── Dataset entries
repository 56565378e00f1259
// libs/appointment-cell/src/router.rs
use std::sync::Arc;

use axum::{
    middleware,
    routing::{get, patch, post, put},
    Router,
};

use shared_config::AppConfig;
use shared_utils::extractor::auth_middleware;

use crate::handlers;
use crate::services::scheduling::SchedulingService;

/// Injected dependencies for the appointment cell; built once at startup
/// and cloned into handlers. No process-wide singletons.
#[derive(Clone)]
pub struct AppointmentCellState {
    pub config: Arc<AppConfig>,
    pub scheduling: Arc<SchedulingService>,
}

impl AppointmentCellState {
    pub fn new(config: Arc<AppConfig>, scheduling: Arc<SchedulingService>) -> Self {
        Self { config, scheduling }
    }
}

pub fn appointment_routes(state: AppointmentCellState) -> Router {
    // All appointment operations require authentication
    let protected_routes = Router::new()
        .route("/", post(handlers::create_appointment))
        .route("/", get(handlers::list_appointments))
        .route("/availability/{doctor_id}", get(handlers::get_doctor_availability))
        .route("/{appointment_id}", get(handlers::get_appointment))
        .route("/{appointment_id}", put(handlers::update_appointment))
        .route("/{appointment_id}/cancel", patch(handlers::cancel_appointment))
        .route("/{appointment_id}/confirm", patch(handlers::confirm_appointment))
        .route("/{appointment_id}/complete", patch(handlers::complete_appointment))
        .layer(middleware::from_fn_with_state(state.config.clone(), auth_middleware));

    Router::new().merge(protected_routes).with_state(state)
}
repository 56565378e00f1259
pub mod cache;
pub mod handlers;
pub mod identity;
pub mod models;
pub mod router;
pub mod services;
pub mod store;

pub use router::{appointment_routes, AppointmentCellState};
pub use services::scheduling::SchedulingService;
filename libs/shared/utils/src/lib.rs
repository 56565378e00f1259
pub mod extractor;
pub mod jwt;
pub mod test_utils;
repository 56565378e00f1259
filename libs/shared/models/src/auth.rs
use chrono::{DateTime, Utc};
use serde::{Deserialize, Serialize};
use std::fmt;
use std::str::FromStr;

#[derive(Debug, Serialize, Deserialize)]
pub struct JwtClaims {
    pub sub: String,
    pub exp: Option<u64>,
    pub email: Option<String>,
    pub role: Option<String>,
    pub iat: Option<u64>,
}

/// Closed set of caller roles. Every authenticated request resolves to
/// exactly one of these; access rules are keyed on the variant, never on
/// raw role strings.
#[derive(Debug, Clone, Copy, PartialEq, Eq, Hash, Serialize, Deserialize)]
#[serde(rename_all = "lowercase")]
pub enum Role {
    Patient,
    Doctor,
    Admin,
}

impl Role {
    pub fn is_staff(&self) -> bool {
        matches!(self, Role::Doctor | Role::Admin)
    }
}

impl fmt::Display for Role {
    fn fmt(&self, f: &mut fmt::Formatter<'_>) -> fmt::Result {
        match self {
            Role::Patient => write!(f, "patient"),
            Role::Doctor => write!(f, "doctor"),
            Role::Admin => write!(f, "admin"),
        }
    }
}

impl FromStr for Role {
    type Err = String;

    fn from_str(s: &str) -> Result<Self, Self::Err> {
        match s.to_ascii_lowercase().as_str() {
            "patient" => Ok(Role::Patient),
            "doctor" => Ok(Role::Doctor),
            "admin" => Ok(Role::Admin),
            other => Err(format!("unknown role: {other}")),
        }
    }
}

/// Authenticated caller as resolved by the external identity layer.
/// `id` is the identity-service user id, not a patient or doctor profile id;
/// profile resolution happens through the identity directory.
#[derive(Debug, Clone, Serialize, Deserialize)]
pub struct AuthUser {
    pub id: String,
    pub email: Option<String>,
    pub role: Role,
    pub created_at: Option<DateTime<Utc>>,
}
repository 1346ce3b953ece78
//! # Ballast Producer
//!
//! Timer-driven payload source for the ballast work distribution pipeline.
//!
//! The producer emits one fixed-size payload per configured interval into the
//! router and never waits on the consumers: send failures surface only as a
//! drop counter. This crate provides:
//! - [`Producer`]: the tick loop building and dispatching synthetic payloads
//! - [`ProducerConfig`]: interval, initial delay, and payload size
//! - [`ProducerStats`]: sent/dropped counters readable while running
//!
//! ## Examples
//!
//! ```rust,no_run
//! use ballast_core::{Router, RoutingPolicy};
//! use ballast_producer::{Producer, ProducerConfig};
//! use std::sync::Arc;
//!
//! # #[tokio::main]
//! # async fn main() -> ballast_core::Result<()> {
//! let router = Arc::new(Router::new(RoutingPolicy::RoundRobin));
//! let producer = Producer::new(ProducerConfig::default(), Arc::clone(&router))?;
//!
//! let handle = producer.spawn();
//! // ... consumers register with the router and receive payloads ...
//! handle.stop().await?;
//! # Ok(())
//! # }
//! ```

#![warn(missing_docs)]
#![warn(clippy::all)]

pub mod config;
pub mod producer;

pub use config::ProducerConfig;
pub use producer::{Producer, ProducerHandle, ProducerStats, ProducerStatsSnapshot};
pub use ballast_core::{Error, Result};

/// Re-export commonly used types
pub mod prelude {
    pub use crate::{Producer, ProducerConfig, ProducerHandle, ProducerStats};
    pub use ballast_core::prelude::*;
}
────
### What to produce
The answer is each line from the entries above in which the word "serde" occurs.

### Task output
use serde::{Deserialize, Serialize};
#[serde(rename_all = "lowercase")]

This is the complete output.